<<<<

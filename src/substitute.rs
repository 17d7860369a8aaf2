//! Line-oriented variable substitution with a temp-file swap.
//!
//! Reads the source file line by line, replaces the first occurrence of the
//! variable token on each line, writes the result to a `.tmp` sibling, then
//! renames the sibling over the source. Run once per variable to expand
//! several variables.

use std::fs::{self, File};
use std::io::{BufRead, BufReader, BufWriter, Write};
use std::path::{Path, PathBuf};

use serde::Serialize;

use crate::error::{Error, Result};

/// Summary of a completed substitution run.
#[derive(Debug, Serialize)]
#[serde(rename_all = "camelCase")]
pub struct SubstitutionReport {
    pub path: PathBuf,
    /// Lines written to the rewritten file.
    pub lines_written: usize,
    /// Lines on which the variable token was found and replaced.
    pub lines_replaced: usize,
}

/// Replace the first occurrence of `variable` per line of the file at `path`
/// with `value`, rewriting the file in place.
///
/// The token is a literal substring, not a pattern. Occurrences after the
/// first on a line are left alone. The rewrite goes through a `.tmp` sibling
/// that is renamed over the source, so readers see either the old content or
/// the new content, never a partial write.
pub fn substitute(path: &Path, variable: &str, value: &str) -> Result<SubstitutionReport> {
    if variable.is_empty() {
        return Err(Error::InvalidArgument {
            field: "variable",
            problem: "Variable token cannot be empty".to_string(),
        });
    }

    // Open the source before touching the sibling so a missing file
    // leaves nothing behind.
    let source = File::open(path).map_err(|e| Error::from_io("open source file", path, e))?;

    let tmp_path = tmp_sibling(path);
    let tmp =
        File::create(&tmp_path).map_err(|e| Error::from_io("create temp file", &tmp_path, e))?;

    let (lines_written, lines_replaced) =
        match copy_substituted(source, tmp, variable, value, &tmp_path) {
            Ok(counts) => counts,
            Err(e) => {
                let _ = fs::remove_file(&tmp_path);
                return Err(e);
            }
        };

    // Both handles are closed by now; promote the sibling.
    if let Err(e) = fs::rename(&tmp_path, path) {
        let _ = fs::remove_file(&tmp_path);
        return Err(Error::from_io("rename temp file", path, e));
    }

    Ok(SubstitutionReport {
        path: path.to_path_buf(),
        lines_written,
        lines_replaced,
    })
}

/// Sibling path the rewritten content is staged at: `<path>.tmp`.
fn tmp_sibling(path: &Path) -> PathBuf {
    let mut os = path.as_os_str().to_os_string();
    os.push(".tmp");
    PathBuf::from(os)
}

fn copy_substituted(
    source: File,
    tmp: File,
    variable: &str,
    value: &str,
    tmp_path: &Path,
) -> Result<(usize, usize)> {
    let reader = BufReader::new(source);
    let mut writer = BufWriter::new(tmp);

    let mut written = 0usize;
    let mut replaced = 0usize;

    for line in reader.lines() {
        let line = line.map_err(|e| Error::Io {
            op: "read source line",
            source: e,
        })?;

        if line.contains(variable) {
            replaced += 1;
        }

        writeln!(writer, "{}", line.replacen(variable, value, 1))
            .map_err(|e| Error::from_io("write temp file", tmp_path, e))?;
        written += 1;
    }

    // The rewrite loop runs at least once before the end-of-stream check,
    // so a zero-byte source produces a single empty output line.
    if written == 0 {
        writeln!(writer).map_err(|e| Error::from_io("write temp file", tmp_path, e))?;
        written = 1;
    }

    writer
        .flush()
        .map_err(|e| Error::from_io("write temp file", tmp_path, e))?;

    Ok((written, replaced))
}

>>>>

Search the data above for lines holding "SubstitutionReport" and copy each of them.

pub struct SubstitutionReport {
pub fn substitute(path: &Path, variable: &str, value: &str) -> Result<SubstitutionReport> {
    Ok(SubstitutionReport {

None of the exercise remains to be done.